The required answer is every line of the data containing the word "CipherError".
------------------------------
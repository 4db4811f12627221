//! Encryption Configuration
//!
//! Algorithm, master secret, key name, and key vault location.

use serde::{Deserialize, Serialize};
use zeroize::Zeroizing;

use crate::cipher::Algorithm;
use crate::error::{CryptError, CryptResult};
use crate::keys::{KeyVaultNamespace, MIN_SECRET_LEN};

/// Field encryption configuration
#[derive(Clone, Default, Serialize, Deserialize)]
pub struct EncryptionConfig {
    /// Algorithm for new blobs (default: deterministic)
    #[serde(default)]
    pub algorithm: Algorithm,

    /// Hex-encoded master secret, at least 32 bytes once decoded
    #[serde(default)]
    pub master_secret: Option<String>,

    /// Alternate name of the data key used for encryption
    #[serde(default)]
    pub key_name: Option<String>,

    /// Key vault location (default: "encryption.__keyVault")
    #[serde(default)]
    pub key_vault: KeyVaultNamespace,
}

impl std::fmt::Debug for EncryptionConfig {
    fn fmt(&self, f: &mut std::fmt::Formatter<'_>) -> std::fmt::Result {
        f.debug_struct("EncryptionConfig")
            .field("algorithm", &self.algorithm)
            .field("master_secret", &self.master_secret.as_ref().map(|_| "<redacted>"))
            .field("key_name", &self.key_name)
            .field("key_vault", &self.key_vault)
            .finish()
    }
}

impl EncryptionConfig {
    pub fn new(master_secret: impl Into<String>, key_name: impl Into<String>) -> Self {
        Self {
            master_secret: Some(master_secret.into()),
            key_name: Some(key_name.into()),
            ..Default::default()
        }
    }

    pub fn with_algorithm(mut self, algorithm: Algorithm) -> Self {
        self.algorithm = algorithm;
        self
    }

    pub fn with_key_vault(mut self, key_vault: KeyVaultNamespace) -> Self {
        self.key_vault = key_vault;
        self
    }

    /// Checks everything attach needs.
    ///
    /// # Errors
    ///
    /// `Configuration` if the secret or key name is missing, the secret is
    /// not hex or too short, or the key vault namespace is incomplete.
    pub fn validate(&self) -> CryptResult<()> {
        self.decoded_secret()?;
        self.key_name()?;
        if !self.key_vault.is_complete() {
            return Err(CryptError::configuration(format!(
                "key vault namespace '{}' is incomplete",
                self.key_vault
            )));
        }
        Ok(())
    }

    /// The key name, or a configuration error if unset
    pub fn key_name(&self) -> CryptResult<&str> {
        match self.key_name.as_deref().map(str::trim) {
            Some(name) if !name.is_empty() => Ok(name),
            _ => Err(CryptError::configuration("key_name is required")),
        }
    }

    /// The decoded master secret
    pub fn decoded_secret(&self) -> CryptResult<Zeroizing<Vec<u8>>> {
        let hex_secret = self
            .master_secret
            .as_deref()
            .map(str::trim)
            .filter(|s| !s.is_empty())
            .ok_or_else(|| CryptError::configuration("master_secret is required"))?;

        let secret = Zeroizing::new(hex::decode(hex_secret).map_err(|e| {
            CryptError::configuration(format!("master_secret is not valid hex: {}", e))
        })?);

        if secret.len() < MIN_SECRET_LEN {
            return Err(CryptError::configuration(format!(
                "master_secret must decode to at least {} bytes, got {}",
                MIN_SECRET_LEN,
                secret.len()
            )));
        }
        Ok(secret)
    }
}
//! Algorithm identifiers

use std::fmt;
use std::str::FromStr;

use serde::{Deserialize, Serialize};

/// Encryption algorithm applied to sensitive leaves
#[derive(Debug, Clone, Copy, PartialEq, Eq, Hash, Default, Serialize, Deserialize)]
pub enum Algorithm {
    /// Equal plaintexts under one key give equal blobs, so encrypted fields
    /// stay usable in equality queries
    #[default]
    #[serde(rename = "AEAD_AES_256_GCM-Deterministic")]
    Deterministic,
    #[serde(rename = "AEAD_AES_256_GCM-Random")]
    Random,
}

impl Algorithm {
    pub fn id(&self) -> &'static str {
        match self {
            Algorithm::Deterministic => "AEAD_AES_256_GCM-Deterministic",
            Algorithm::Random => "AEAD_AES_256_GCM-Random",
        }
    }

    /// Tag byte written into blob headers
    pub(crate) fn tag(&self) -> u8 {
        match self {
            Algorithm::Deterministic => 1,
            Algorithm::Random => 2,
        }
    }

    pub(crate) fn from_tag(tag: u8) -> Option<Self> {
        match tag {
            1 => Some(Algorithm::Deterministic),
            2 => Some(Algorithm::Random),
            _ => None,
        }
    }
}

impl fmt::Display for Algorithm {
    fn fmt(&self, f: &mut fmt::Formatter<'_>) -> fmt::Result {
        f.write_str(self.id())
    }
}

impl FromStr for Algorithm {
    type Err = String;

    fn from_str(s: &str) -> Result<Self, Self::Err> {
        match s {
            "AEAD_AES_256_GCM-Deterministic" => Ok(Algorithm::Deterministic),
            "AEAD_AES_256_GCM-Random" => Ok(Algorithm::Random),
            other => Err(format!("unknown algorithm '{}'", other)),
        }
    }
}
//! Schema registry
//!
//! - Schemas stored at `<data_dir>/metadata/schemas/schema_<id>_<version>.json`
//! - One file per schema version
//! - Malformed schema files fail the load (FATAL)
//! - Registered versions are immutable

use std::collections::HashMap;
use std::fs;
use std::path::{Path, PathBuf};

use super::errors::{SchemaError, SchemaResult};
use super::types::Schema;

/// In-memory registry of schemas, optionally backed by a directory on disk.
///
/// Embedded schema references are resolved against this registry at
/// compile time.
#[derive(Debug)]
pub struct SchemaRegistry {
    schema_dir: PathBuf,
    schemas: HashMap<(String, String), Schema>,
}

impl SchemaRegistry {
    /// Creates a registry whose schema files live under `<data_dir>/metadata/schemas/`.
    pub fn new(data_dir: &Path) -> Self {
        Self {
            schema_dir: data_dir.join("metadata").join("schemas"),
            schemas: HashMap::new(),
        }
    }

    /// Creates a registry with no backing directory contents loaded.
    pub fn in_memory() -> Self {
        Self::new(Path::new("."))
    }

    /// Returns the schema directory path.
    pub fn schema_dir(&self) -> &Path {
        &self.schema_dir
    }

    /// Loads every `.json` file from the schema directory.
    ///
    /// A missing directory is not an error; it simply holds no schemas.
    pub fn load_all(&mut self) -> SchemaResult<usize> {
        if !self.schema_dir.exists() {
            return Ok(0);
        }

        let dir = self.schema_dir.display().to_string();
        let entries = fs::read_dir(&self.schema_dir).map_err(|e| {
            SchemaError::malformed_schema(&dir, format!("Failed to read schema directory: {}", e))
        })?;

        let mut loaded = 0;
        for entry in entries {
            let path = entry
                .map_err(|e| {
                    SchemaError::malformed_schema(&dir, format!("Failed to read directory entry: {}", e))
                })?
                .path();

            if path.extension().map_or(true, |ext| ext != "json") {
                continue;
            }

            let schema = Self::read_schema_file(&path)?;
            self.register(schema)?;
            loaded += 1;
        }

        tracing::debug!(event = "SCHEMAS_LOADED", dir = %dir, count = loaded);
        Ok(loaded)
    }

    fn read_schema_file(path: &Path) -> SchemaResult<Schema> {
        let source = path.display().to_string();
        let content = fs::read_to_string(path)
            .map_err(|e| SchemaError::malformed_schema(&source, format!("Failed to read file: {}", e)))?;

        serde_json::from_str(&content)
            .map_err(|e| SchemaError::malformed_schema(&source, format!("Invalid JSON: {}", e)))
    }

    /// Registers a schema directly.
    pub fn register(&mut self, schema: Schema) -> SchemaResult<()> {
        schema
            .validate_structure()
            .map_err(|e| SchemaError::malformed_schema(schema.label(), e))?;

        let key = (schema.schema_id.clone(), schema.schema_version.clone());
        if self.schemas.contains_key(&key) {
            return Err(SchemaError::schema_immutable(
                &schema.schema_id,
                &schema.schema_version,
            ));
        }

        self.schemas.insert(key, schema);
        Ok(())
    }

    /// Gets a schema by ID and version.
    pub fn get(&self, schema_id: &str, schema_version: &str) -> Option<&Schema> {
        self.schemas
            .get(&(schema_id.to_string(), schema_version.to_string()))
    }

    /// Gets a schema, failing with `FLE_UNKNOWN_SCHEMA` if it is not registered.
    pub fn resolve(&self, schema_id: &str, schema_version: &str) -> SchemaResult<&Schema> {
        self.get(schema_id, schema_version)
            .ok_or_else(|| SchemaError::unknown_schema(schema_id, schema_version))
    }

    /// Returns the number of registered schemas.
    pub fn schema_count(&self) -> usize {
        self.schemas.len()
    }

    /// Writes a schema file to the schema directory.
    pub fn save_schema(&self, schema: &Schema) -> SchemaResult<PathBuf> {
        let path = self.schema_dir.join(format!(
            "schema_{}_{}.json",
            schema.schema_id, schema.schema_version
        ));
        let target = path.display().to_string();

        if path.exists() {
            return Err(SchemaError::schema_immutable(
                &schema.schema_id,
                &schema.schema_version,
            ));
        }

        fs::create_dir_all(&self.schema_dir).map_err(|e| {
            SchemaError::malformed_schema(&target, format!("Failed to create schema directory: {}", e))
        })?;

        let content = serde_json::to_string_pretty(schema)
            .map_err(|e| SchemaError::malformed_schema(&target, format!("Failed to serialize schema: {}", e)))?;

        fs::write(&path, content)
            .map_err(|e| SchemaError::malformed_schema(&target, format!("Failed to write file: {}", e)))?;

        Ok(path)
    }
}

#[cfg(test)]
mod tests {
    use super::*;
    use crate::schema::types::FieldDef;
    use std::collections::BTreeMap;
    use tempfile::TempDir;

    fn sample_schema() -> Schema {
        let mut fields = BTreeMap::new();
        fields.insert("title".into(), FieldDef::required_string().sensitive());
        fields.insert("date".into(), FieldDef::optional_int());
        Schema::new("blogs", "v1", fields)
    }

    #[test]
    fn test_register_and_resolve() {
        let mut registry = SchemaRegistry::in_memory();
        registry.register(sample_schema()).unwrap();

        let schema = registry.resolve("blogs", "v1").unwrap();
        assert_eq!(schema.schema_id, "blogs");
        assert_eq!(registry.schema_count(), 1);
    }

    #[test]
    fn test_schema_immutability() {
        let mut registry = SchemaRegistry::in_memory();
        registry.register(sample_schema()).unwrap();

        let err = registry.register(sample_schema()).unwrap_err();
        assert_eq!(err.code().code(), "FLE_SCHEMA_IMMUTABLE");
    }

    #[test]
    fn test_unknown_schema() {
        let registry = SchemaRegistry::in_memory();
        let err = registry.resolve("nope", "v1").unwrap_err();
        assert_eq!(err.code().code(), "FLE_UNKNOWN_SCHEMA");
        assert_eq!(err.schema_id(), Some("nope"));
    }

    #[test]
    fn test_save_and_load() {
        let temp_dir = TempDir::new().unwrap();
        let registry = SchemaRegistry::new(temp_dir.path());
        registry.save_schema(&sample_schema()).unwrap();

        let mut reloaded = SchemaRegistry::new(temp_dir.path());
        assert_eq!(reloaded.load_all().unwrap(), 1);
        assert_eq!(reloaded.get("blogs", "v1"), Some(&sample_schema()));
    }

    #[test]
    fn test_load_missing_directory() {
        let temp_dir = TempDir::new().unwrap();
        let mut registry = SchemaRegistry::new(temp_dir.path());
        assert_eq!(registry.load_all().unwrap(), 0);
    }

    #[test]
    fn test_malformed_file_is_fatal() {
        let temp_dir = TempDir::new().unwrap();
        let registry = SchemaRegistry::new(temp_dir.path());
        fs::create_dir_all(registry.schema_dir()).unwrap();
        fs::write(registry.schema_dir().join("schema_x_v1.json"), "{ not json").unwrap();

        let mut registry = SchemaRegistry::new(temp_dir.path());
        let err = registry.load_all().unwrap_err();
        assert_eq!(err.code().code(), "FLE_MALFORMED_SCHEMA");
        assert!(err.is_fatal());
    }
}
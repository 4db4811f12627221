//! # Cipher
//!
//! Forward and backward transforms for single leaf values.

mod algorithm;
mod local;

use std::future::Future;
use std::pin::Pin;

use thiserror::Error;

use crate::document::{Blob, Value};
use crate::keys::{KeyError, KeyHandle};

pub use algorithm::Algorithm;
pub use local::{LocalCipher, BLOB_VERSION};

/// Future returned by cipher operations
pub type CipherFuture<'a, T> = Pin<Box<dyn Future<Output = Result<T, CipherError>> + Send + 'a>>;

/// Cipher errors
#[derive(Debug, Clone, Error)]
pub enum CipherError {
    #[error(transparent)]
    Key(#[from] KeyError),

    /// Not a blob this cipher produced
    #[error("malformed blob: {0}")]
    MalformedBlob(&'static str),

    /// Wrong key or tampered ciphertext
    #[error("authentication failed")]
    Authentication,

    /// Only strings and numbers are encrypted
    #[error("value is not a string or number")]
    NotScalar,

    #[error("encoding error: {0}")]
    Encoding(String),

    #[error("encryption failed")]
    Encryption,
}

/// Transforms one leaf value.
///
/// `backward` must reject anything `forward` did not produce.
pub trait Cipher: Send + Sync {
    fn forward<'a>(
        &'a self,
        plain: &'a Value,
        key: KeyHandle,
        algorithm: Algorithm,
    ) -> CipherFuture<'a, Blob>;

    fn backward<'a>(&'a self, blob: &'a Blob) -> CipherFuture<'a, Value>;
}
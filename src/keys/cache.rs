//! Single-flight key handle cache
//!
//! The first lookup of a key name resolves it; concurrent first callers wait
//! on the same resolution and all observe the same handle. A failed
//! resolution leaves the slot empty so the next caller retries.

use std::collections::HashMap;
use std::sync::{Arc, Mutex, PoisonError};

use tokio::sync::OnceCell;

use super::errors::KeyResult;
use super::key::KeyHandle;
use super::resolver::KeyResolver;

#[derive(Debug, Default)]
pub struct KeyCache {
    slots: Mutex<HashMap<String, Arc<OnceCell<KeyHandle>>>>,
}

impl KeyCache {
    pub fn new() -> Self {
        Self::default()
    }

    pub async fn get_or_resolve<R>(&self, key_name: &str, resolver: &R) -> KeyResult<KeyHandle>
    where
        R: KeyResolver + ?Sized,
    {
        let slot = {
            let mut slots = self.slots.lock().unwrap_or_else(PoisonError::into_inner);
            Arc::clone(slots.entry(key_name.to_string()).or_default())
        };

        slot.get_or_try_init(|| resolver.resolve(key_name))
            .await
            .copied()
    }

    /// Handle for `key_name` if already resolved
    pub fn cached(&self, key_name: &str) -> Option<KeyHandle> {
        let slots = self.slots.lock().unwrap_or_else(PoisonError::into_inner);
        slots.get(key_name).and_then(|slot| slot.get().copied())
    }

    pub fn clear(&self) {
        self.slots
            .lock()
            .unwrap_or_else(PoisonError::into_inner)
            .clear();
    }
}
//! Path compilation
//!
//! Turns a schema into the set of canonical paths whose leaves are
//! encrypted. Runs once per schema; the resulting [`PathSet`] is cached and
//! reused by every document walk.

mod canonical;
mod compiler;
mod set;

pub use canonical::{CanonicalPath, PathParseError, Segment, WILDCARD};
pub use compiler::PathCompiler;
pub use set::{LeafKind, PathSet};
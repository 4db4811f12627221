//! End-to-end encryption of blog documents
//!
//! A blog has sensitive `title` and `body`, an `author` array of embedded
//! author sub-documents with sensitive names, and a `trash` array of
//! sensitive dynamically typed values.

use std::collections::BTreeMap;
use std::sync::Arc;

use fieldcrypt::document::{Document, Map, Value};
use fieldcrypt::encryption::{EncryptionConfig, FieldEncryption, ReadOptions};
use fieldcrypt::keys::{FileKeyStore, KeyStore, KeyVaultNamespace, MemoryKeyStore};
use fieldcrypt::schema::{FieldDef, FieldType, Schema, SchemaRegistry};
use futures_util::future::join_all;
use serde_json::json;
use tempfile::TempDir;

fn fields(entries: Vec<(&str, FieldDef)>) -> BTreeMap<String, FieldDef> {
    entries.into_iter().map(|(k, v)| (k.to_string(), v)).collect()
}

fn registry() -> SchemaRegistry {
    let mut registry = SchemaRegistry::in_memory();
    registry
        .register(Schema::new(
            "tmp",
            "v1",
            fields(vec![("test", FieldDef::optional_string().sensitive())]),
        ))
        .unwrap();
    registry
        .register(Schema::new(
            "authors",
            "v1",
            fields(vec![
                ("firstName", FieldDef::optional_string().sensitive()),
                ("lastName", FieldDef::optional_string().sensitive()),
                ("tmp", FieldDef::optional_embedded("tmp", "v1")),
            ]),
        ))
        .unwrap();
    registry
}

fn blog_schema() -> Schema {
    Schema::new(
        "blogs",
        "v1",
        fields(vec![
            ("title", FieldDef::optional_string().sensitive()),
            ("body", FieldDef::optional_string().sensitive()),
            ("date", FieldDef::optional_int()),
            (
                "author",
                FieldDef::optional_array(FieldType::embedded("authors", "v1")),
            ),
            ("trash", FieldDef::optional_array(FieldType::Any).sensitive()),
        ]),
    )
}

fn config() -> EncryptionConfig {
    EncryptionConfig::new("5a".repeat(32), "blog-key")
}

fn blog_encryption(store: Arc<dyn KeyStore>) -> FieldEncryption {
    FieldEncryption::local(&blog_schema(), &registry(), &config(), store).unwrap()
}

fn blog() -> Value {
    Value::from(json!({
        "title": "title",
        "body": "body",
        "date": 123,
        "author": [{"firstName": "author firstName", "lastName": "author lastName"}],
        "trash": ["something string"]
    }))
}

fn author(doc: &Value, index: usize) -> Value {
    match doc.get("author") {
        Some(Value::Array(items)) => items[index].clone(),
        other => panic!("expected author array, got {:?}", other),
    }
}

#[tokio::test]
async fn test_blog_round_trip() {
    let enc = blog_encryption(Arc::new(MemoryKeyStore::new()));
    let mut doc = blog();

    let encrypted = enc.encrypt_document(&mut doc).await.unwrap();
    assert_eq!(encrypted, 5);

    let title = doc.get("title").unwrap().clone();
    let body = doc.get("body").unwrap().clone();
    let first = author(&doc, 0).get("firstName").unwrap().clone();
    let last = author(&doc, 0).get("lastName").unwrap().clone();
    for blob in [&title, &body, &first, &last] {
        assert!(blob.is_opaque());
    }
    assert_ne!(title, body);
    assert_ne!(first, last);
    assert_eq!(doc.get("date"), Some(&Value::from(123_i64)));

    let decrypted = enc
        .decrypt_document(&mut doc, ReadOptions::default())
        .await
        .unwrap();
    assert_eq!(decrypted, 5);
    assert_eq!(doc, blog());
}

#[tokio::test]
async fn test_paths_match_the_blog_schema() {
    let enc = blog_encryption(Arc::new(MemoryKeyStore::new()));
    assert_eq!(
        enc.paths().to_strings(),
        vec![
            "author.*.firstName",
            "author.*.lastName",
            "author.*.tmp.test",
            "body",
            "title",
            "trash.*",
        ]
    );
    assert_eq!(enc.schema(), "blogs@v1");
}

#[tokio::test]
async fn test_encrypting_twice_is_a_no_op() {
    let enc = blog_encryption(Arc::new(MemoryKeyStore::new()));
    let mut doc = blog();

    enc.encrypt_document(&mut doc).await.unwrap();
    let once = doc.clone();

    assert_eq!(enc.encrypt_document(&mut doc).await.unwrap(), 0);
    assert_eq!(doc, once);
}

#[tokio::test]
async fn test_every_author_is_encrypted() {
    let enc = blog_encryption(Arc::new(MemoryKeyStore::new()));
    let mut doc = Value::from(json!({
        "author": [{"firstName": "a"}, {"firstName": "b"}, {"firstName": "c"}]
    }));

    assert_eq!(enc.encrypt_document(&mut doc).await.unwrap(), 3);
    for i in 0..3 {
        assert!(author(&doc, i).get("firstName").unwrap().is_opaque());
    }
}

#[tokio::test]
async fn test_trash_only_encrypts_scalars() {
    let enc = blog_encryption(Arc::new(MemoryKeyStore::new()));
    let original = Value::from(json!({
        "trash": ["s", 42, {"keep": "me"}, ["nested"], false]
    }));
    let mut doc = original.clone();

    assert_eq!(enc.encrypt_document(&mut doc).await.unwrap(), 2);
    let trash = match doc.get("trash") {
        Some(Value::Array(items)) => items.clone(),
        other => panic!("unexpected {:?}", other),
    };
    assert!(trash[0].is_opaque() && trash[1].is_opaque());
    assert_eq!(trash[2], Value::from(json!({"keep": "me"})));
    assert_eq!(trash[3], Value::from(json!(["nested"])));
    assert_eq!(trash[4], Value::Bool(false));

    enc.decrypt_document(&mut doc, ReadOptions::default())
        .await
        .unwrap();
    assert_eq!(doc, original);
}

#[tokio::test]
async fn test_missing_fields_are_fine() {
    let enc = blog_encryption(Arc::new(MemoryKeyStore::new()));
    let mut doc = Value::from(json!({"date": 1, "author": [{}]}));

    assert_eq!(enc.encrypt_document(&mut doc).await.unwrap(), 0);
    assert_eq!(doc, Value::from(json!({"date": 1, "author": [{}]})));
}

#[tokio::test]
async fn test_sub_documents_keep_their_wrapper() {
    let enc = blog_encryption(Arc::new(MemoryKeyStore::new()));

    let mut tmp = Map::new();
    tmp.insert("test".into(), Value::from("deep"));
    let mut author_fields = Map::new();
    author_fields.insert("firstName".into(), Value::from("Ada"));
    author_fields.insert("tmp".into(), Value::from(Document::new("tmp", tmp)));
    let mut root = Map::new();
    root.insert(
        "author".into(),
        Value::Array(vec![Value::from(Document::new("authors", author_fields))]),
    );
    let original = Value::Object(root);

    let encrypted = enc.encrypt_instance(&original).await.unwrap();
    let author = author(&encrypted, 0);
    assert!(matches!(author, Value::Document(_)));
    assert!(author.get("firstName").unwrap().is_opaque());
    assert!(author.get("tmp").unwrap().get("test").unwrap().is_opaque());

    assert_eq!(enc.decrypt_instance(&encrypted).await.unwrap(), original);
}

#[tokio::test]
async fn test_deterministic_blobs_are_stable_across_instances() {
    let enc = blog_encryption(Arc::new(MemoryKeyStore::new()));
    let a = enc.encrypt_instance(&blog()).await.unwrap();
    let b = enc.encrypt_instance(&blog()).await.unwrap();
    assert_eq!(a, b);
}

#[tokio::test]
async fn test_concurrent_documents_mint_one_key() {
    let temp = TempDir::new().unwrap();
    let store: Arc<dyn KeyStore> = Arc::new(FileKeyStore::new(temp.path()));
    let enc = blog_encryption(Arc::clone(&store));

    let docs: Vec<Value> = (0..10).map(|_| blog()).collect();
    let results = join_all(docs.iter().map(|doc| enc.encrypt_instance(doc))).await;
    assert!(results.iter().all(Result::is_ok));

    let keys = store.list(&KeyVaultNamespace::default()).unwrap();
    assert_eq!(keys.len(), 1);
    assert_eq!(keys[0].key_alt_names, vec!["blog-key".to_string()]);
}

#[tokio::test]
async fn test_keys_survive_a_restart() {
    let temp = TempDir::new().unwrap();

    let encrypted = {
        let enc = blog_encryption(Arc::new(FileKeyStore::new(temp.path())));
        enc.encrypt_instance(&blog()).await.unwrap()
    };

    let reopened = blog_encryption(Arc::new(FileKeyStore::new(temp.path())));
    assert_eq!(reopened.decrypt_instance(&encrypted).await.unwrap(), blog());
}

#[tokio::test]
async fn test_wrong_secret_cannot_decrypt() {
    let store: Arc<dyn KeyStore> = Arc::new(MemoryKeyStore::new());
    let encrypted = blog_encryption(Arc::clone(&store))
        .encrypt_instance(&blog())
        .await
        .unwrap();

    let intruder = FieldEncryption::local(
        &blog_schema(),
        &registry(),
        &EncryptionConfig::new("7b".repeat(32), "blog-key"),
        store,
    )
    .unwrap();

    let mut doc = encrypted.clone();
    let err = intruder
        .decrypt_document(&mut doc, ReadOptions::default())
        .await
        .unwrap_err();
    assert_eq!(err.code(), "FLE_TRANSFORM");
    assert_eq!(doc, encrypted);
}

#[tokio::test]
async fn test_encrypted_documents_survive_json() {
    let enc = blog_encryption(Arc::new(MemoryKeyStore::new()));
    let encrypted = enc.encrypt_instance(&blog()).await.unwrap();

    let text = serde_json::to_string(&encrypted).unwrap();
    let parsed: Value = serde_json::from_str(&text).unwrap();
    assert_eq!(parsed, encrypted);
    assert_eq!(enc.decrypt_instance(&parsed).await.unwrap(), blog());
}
------------------------------
WRITTEN ANSWER —
pub type CipherFuture<'a, T> = Pin<Box<dyn Future<Output = Result<T, CipherError>> + Send + 'a>>;
pub enum CipherError {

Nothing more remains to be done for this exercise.